Motifs économiques ou facilités d’entraînement expliquent cette fuite des muscles vers des contrées mieux loties. Les sept athlètes camerounais – cinq boxeurs, un nageur et une footballeuse – qui se sont évanouis dans la nature après leur arrivée à Londres ne diront sans doute pas le contraire. Hamad Kalkaba Malboum, président du Comité olympique camerounais, assure que la tendance des pays développés à offrir leur nationalité aux plus talentueux est de nature à favoriser ce type de comportement. De son côté, Jacques Rogge, le président du Comité international olympique, souhaite « réguler » cette pratique sans pour autant être en mesure de s’opposer aux lois en vigueur dans les pays « accueillants ». Dès lors, il importe aux nations concernées de s’assurer que leurs meilleurs talents restent. « Ce qu’on cherche, c’est développer le sport en général. L’idée, c’est d’apporter des réponses à toutes les questions qu’on se pose pour pallier les manques, notamment d’infrastructures, qui nous empêchent d’avoir de bons résultats », ajoute Boukpeti. L’enjeu est de taille, mais il est clair que les Jeux de Londres ont mis en évidence la nécessité de trouver à moyen terme des réponses satisfaisantes.

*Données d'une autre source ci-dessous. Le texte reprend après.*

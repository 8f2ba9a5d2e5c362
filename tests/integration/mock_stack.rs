//! Recording mock stack for integration tests.
//!
//! Every collaborator logs its calls into shared state so tests can assert
//! on the full history after the mocks have been moved into the
//! dispatcher.

use std::collections::{HashMap, HashSet, VecDeque};
use std::sync::{Arc, Mutex};

use jvport::app::api::JvApi;
use jvport::app::channels::PortNotifier;
use jvport::app::commands::PortEvent;
use jvport::app::dispatcher::Dispatcher;
use jvport::app::events::JvEvent;
use jvport::app::ports::{
    Callback, EventSink, OpenParams, PowerPolicy, SecurityQuery, ServiceDiscovery, Transport,
};
use jvport::config::JvConfig;
use jvport::handle::Handle;
use jvport::types::{
    BdAddr, ConnState, LinkRole, PmId, PortId, RecordHandle, Scn, SecMask, ServiceUuid,
};
use jvport::{ConnectParams, ServerParams, Stack, build};

pub const PEER: BdAddr = BdAddr([0x00, 0x1a, 0x7d, 0xda, 0x71, 0x13]);

// ── Transport ─────────────────────────────────────────────────

#[derive(Debug, Clone, PartialEq, Eq)]
pub enum TransportCall {
    Open(OpenParams),
    Close(PortId),
    Read { port: PortId, len: usize },
    Write { port: PortId, data: Vec<u8> },
}

#[derive(Default)]
pub struct TransportState {
    pub calls: Vec<TransportCall>,
    next_port: u16,
    pub fail_open: bool,
    pub fail_write: bool,
    pub rx: HashMap<PortId, VecDeque<u8>>,
}

#[derive(Clone, Default)]
pub struct MockTransport {
    pub state: Arc<Mutex<TransportState>>,
}

#[allow(dead_code)]
impl MockTransport {
    pub fn calls(&self) -> Vec<TransportCall> {
        self.state.lock().unwrap().calls.clone()
    }

    pub fn opens(&self) -> usize {
        self.calls()
            .iter()
            .filter(|c| matches!(c, TransportCall::Open(_)))
            .count()
    }

    pub fn closed(&self) -> Vec<PortId> {
        self.calls()
            .iter()
            .filter_map(|c| match c {
                TransportCall::Close(p) => Some(*p),
                _ => None,
            })
            .collect()
    }

    pub fn writes(&self) -> Vec<Vec<u8>> {
        self.calls()
            .iter()
            .filter_map(|c| match c {
                TransportCall::Write { data, .. } => Some(data.clone()),
                _ => None,
            })
            .collect()
    }

    pub fn push_rx(&self, port: PortId, bytes: &[u8]) {
        self.state
            .lock()
            .unwrap()
            .rx
            .entry(port)
            .or_default()
            .extend(bytes.iter().copied());
    }
}

impl Transport for MockTransport {
    fn open(&mut self, params: &OpenParams) -> anyhow::Result<PortId> {
        let mut s = self.state.lock().unwrap();
        s.calls.push(TransportCall::Open(*params));
        if s.fail_open {
            anyhow::bail!("no free port");
        }
        s.next_port += 1;
        Ok(PortId(s.next_port))
    }

    fn close(&mut self, port: PortId) {
        self.state.lock().unwrap().calls.push(TransportCall::Close(port));
    }

    fn read(&mut self, port: PortId, buf: &mut [u8]) -> anyhow::Result<usize> {
        let mut s = self.state.lock().unwrap();
        s.calls.push(TransportCall::Read {
            port,
            len: buf.len(),
        });
        let queue = s.rx.entry(port).or_default();
        let n = buf.len().min(queue.len());
        for (dst, src) in buf.iter_mut().zip(queue.drain(..n)) {
            *dst = src;
        }
        Ok(n)
    }

    fn write(&mut self, port: PortId, data: &[u8]) -> anyhow::Result<usize> {
        let mut s = self.state.lock().unwrap();
        s.calls.push(TransportCall::Write {
            port,
            data: data.to_vec(),
        });
        if s.fail_write {
            anyhow::bail!("link dropped");
        }
        Ok(data.len())
    }

    fn queued_byte_count(&self, port: PortId) -> anyhow::Result<u32> {
        let s = self.state.lock().unwrap();
        Ok(s.rx.get(&port).map_or(0, |q| q.len() as u32))
    }
}

// ── Discovery ─────────────────────────────────────────────────

#[derive(Clone, Default)]
pub struct MockDiscovery {
    pub scn: Option<Scn>,
    pub records: Arc<Mutex<Vec<RecordHandle>>>,
    pub queries: Arc<Mutex<Vec<(BdAddr, Vec<ServiceUuid>)>>>,
}

impl ServiceDiscovery for MockDiscovery {
    fn discover(&mut self, peer: BdAddr, uuids: &[ServiceUuid]) -> anyhow::Result<Option<Scn>> {
        self.queries.lock().unwrap().push((peer, uuids.to_vec()));
        Ok(self.scn)
    }

    fn create_record(&mut self) -> anyhow::Result<RecordHandle> {
        let mut records = self.records.lock().unwrap();
        let record = 0x0001_0000 + records.len() as u32;
        records.push(record);
        Ok(record)
    }

    fn delete_record(&mut self, record: RecordHandle) -> anyhow::Result<()> {
        let mut records = self.records.lock().unwrap();
        let Some(i) = records.iter().position(|r| *r == record) else {
            anyhow::bail!("unknown record {record:#x}");
        };
        records.remove(i);
        Ok(())
    }
}

// ── Power policy ──────────────────────────────────────────────

#[derive(Clone, Default)]
pub struct MockPower {
    pub log: Arc<Mutex<Vec<(PmId, Option<BdAddr>, ConnState)>>>,
}

#[allow(dead_code)]
impl MockPower {
    pub fn states(&self) -> Vec<ConnState> {
        self.log.lock().unwrap().iter().map(|(_, _, s)| *s).collect()
    }
}

impl PowerPolicy for MockPower {
    fn notify(&mut self, policy: PmId, peer: Option<BdAddr>, state: ConnState) {
        self.log.lock().unwrap().push((policy, peer, state));
    }
}

// ── Security ──────────────────────────────────────────────────

#[derive(Clone, Default)]
pub struct MockSecurity {
    pub encrypted: Arc<Mutex<HashSet<BdAddr>>>,
}

impl SecurityQuery for MockSecurity {
    fn is_link_encrypted(&self, peer: BdAddr) -> bool {
        self.encrypted.lock().unwrap().contains(&peer)
    }
}

// ── Event recorder ────────────────────────────────────────────

#[derive(Clone, Default)]
pub struct Recorder {
    events: Arc<Mutex<Vec<JvEvent>>>,
}

#[allow(dead_code)]
impl Recorder {
    pub fn callback(&self) -> Callback {
        Arc::new(self.clone())
    }

    pub fn events(&self) -> Vec<JvEvent> {
        self.events.lock().unwrap().clone()
    }

    pub fn take(&self) -> Vec<JvEvent> {
        std::mem::take(&mut *self.events.lock().unwrap())
    }

    pub fn names(&self) -> Vec<&'static str> {
        self.events().iter().map(JvEvent::name).collect()
    }

    pub fn last(&self) -> Option<JvEvent> {
        self.events().last().cloned()
    }
}

impl EventSink for Recorder {
    fn emit(&self, event: &JvEvent) {
        self.events.lock().unwrap().push(event.clone());
    }
}

// ── Harness ───────────────────────────────────────────────────

pub struct Harness {
    pub api: JvApi,
    pub dispatcher: Dispatcher,
    pub transport: MockTransport,
    pub discovery: MockDiscovery,
    pub power: MockPower,
    pub security: MockSecurity,
    pub mgmt: Recorder,
    pub notifier: PortNotifier,
}

#[allow(dead_code)]
impl Harness {
    pub fn new() -> Self {
        Self::with_config(JvConfig::default())
    }

    pub fn with_config(config: JvConfig) -> Self {
        let transport = MockTransport::default();
        let discovery = MockDiscovery {
            scn: Some(3),
            ..Default::default()
        };
        let power = MockPower::default();
        let security = MockSecurity::default();
        let stack = Stack::new(transport.clone())
            .with_discovery(discovery.clone())
            .with_power(power.clone())
            .with_security(security.clone());
        let (api, dispatcher) = build(config, stack).unwrap();
        let notifier = api.port_notifier();
        Self {
            api,
            dispatcher,
            transport,
            discovery,
            power,
            security,
            mgmt: Recorder::default(),
            notifier,
        }
    }

    /// Harness with the service already enabled and `Enabled` consumed.
    pub fn enabled() -> Self {
        Self::enabled_with(JvConfig::default())
    }

    pub fn enabled_with(config: JvConfig) -> Self {
        let mut h = Self::with_config(config);
        h.api.enable(h.mgmt.callback()).unwrap();
        h.run();
        h.mgmt.take();
        h
    }

    pub fn run(&mut self) -> usize {
        self.dispatcher.process_pending()
    }

    pub fn notify(&mut self, port: PortId, event: PortEvent) {
        assert!(self.notifier.notify(port, event));
        self.run();
    }

    /// Connect to [`PEER`] and drive it to `Opened`.  Returns the handle and
    /// its port.
    pub fn open_client(&mut self, events: &Recorder, user_data: u64) -> (Handle, PortId) {
        let handle = self
            .api
            .connect(client_params(), events.callback(), user_data)
            .unwrap();
        self.run();
        let port = self.api.get_port_handle(handle).unwrap();
        self.notify(port, PortEvent::Connected { peer: PEER });
        (handle, port)
    }

    pub fn start_server(&mut self, events: &Recorder, max_sessions: u8) -> Handle {
        let handle = self
            .api
            .start_server(server_params(max_sessions), events.callback(), 0)
            .unwrap();
        self.run();
        handle
    }
}

pub fn client_params() -> ConnectParams {
    ConnectParams {
        sec_mask: SecMask::AUTHENTICATE.union(SecMask::ENCRYPT),
        role: LinkRole::Master,
        remote_scn: 3,
        peer: PEER,
    }
}

pub fn server_params(max_sessions: u8) -> ServerParams {
    ServerParams {
        sec_mask: SecMask::NONE,
        role: LinkRole::Slave,
        local_scn: 5,
        max_sessions,
    }
}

Vidéo : l’Afrique aux JO 2012, des images pour l’Histoire
Pillage
L’Afrique, dont on souligne désormais le dynamisme économique, ne doit plus accepter qu’on la pille de ses athlètes. De la même manière qu’ils commencent à refuser le diktat des entreprises étrangères dans la gestion de leurs richesses minières, les États du continent devraient s’assurer que leurs pépites sportives restent sous leur contrôle. À quatre ans de la prochaine olympiade, il y a urgence, même si chacun est conscient qu’il faudra beaucoup de temps pour y parvenir. « Cela se fera par étapes », explique Lassana Palenfo, le président de l’Association des comités nationaux olympiques d’Afrique (Acnoa). Volontaire, il défend l’idée d’une organisation de Jeux olympiques sur le continent. Le Brésil, pays émergent, n’est-il pas le futur hôte de l’événement le plus médiatisé de la planète ? Un rêve qui n’est sans doute plus inaccessible. À preuve, Raila Odinga, le Premier ministre kényan, a décidé de présenter la candidature de son pays à l’organisation des JO de 2024. « L’heure de l’Afrique a sonné. Pour le Kenya, moteur de l’économie en Afrique de l’Est, accueillir les Jeux olympiques aurait un effet psychologique positif, sans parler des énormes bénéfices qu’il en retirerait, en termes d’investissements et d’infrastructures », assure le chef du gouvernement, qui, apparemment, a tiré toutes les leçons de Londres 2012.